YARS1 inhibits cell apoptosis of HCC in vitro

The impact of YARS1 on programmed cell death in Hep3B and Huh-7 cells was investigated through TUNEL assays. The result showed that YARS1 overexpression decreased the apoptosis rate (P < 0.001) [Figure 3a-d]. Moreover, YARS1 overexpression inhibited bax expression, but induced a significant upregulation of Bcl-2 expression (P < 0.001) [Figure 3e-i]. This finding suggested that YARS1 can effectively inhibit apoptosis in HCC cells.

Tyrosyl-tRNA synthetase 1 inhibits cell apoptosis of Hepatocellular carcinoma in vitro. (a-d) Representative photographs and statistical quantification of apoptosis of Hep3B and Huh-7 cell transfection of indicated plasmids. (e-i) Western blot tests were conducted on bax and Bcl-2 proteins in Hep3B and Huh-7 cells after transfection with specified plasmids. n = 3. ✶✶✶ P < 0.001. DAPI: 4’,6-diamidino-2-phenylindole, GAPDH: Glyceraldehyde-3-phosphate dehydrogenase, Bcl-2: B-cell lymphoma 2, Bax: BCL2-associated X protein, TUNEL: Terminal deoxynucleotidyl transferase dUTP nick end labeling.
Figure 3:
Tyrosyl-tRNA synthetase 1 inhibits cell apoptosis of Hepatocellular carcinoma in vitro. (a-d) Representative photographs and statistical quantification of apoptosis of Hep3B and Huh-7 cell transfection of indicated plasmids. (e-i) Western blot tests were conducted on bax and Bcl-2 proteins in Hep3B and Huh-7 cells after transfection with specified plasmids. n = 3. P < 0.001. DAPI: 4’,6-diamidino-2-phenylindole, GAPDH: Glyceraldehyde-3-phosphate dehydrogenase, Bcl-2: B-cell lymphoma 2, Bax: BCL2-associated X protein, TUNEL: Terminal deoxynucleotidyl transferase dUTP nick end labeling.

YARS1 promoted HCC migration and invasion

The migration test measured cell movement, whereas the invasion test involved cells releasing proteases to break down the extracellular matrix, expanding the results of the migration test.[20] Both tests were crucial for evaluating the cancerous nature of tumor cells.

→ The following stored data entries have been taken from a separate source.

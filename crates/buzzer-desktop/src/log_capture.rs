//! Console logger for the desktop build.
//!
//! Implements `log::Log` directly, printing the level, the emitting thread and
//! the target. The thread name tells caller lines apart from worker lines.

use log::{Level, Log, Metadata, Record};

/// Logger that prints every enabled record to stdout.
pub struct ConsoleLogger {
    max_level: Level,
}

impl ConsoleLogger {
    pub const fn new(max_level: Level) -> Self {
        Self { max_level }
    }
}

impl Log for ConsoleLogger {
    fn enabled(&self, metadata: &Metadata) -> bool {
        metadata.level() <= self.max_level
    }

    fn log(&self, record: &Record) {
        if !self.enabled(record.metadata()) {
            return;
        }

        let level_str = match record.level() {
            Level::Error => "ERROR",
            Level::Warn => "WARN",
            Level::Info => "INFO",
            Level::Debug => "DEBUG",
            Level::Trace => "TRACE",
        };
        let thread = std::thread::current();
        println!(
            "[{}] ({}) {}: {}",
            level_str,
            thread.name().unwrap_or("unnamed"),
            record.target(),
            record.args()
        );
    }

    fn flush(&self) {}
}

/// Global logger instance.
static LOGGER: ConsoleLogger = ConsoleLogger::new(Level::Trace);

/// Install the console logger.
pub fn init(max_level: log::LevelFilter) {
    match log::set_logger(&LOGGER) {
        Ok(()) => {
            log::set_max_level(max_level);
        }
        Err(_) => {
            // Logger already set
        }
    }
}

/// Level from `BUZZER_LOG` (error, warn, info, debug, trace), `Info` if unset.
pub fn level_from_env() -> log::LevelFilter {
    std::env::var("BUZZER_LOG")
        .ok()
        .and_then(|value| value.parse().ok())
        .unwrap_or(log::LevelFilter::Info)
}
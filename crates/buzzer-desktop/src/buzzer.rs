use std::sync::mpsc::{channel, sync_channel, Receiver, Sender, SyncSender};
use std::thread;
use std::time::Duration;

use anyhow::{anyhow, Context};
use buzzer_core::pwm::{ChannelConfig, PwmDriver};
use rodio::{OutputStream, OutputStreamHandle, Sink, Source};

const SAMPLE_RATE: u32 = 48000;
const AMPLITUDE: f32 = 0.15;

// Endless square wave, the sound card's stand-in for the PWM pin
struct SquareWave {
    frequency: f32,
    /// Fraction of each cycle spent high
    duty: f32,
    sample_rate: u32,
    current_sample: u64,
}

impl SquareWave {
    fn new(frequency: f32, duty: f32, sample_rate: u32) -> Self {
        Self {
            frequency,
            duty,
            sample_rate,
            current_sample: 0,
        }
    }
}

impl Iterator for SquareWave {
    type Item = f32;

    fn next(&mut self) -> Option<Self::Item> {
        let sample_position = self.current_sample as f32 / self.sample_rate as f32;
        let cycle_position = (sample_position * self.frequency) % 1.0;

        self.current_sample += 1;

        if cycle_position < self.duty {
            Some(AMPLITUDE)
        } else {
            Some(-AMPLITUDE)
        }
    }
}

impl Source for SquareWave {
    fn current_frame_len(&self) -> Option<usize> {
        None
    }

    fn channels(&self) -> u16 {
        1
    }

    fn sample_rate(&self) -> u32 {
        self.sample_rate
    }

    fn total_duration(&self) -> Option<Duration> {
        None
    }
}

enum AudioCommand {
    Start { frequency_hz: u32, duty: f32 },
    Stop,
}

/// PWM driver that plays the buzzer output through the host sound card
///
/// `rodio`'s output stream can't leave the thread that opened it, so a
/// dedicated audio thread owns it and the driver just sends it commands.
pub struct RodioPwm {
    command_tx: Sender<AudioCommand>,
    frequency_hz: u32,
}

impl RodioPwm {
    pub fn new() -> anyhow::Result<Self> {
        let (command_tx, command_rx) = channel::<AudioCommand>();
        let (ready_tx, ready_rx) = sync_channel::<Result<(), String>>(1);

        thread::Builder::new()
            .name("buzzer_audio".to_string())
            .spawn(move || audio_thread(command_rx, ready_tx))
            .context("failed to spawn audio thread")?;

        ready_rx
            .recv()
            .context("audio thread exited during startup")?
            .map_err(|e| anyhow!("failed to open audio output: {}", e))?;

        Ok(Self {
            command_tx,
            frequency_hz: 0,
        })
    }

    fn send(&self, command: AudioCommand) -> anyhow::Result<()> {
        self.command_tx
            .send(command)
            .map_err(|_| anyhow!("audio thread is gone"))
    }
}

impl PwmDriver for RodioPwm {
    type Error = anyhow::Error;

    fn configure_timer(&mut self, frequency_hz: u32, _resolution_bits: u8) -> anyhow::Result<()> {
        if frequency_hz == 0 || frequency_hz > SAMPLE_RATE / 2 {
            return Err(anyhow!("{}Hz can't be rendered at {}Hz", frequency_hz, SAMPLE_RATE));
        }
        self.frequency_hz = frequency_hz;
        Ok(())
    }

    fn configure_channel(&mut self, channel: &ChannelConfig) -> anyhow::Result<()> {
        let duty = channel.duty as f32 / (channel.max_duty() as f32 + 1.0);
        self.send(AudioCommand::Start {
            frequency_hz: self.frequency_hz,
            duty,
        })
    }

    fn stop(&mut self, _channel: &ChannelConfig) -> anyhow::Result<()> {
        self.send(AudioCommand::Stop)
    }
}

fn audio_thread(rx: Receiver<AudioCommand>, ready: SyncSender<Result<(), String>>) {
    // Open the output once for the thread
    let (_stream, stream_handle) = match OutputStream::try_default() {
        Ok(output) => output,
        Err(e) => {
            let _ = ready.send(Err(e.to_string()));
            return;
        }
    };
    let _ = ready.send(Ok(()));

    let mut sink: Option<Sink> = None;
    while let Ok(command) = rx.recv() {
        match command {
            AudioCommand::Start { frequency_hz, duty } => {
                if let Some(old) = sink.take() {
                    old.stop();
                }
                sink = start_tone(&stream_handle, frequency_hz, duty);
            }
            AudioCommand::Stop => {
                if let Some(old) = sink.take() {
                    old.stop();
                }
            }
        }
    }
    log::debug!("Audio thread exiting");
}

fn start_tone(stream_handle: &OutputStreamHandle, frequency_hz: u32, duty: f32) -> Option<Sink> {
    let sink = match Sink::try_new(stream_handle) {
        Ok(sink) => sink,
        Err(e) => {
            log::error!("Failed to play {}Hz: {}", frequency_hz, e);
            return None;
        }
    };
    sink.append(SquareWave::new(frequency_hz as f32, duty, SAMPLE_RATE));
    Some(sink)
}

The findings indicated a notable increase in the number of Hep3B and Huh-7 cells with elevated YARS1 levels crossing the Transwell chamber membrane compared with the control group. This study demonstrated that increased YARS1 expression significantly enhanced the migratory (P < 0.01) and invasive (P < 0.001) capabilities of HCC cells [Figure 4a-f]. This observation suggested that YARS1 may play a role in regulating the motility and protease secretion of HCC cells. Immunofluorescence double staining was used to assess changes in E-cadherin and vimentin expression, markers associated with epithelial–mesenchymal transition (EMT). Our findings indicated that overexpression of YARS1 reduced E-cadherin and increased vimentin expression in Hep3B and Huh-7 cells [Figure 4g and h]. These findings suggested that YARS1 promoted the EMT process in HCC cells, thereby enhancing their migration and invasion capabilities. Furthermore, we assessed the impact of YARS1 on in vivo metastasis by injecting tumor cells into the tail veins of mice. The number of lung metastases reflected the in vivo metastatic potential of tumor cells, given that the lungs were a common site of hematogenous metastasis in HCC. HE staining revealed a greater number of lung metastatic foci in mice overexpressing YARS1 than the control group (P < 0.001) [Figure 4i-l], indicating that YARS1 overexpression enhances the in vivo metastasis of HCC cells.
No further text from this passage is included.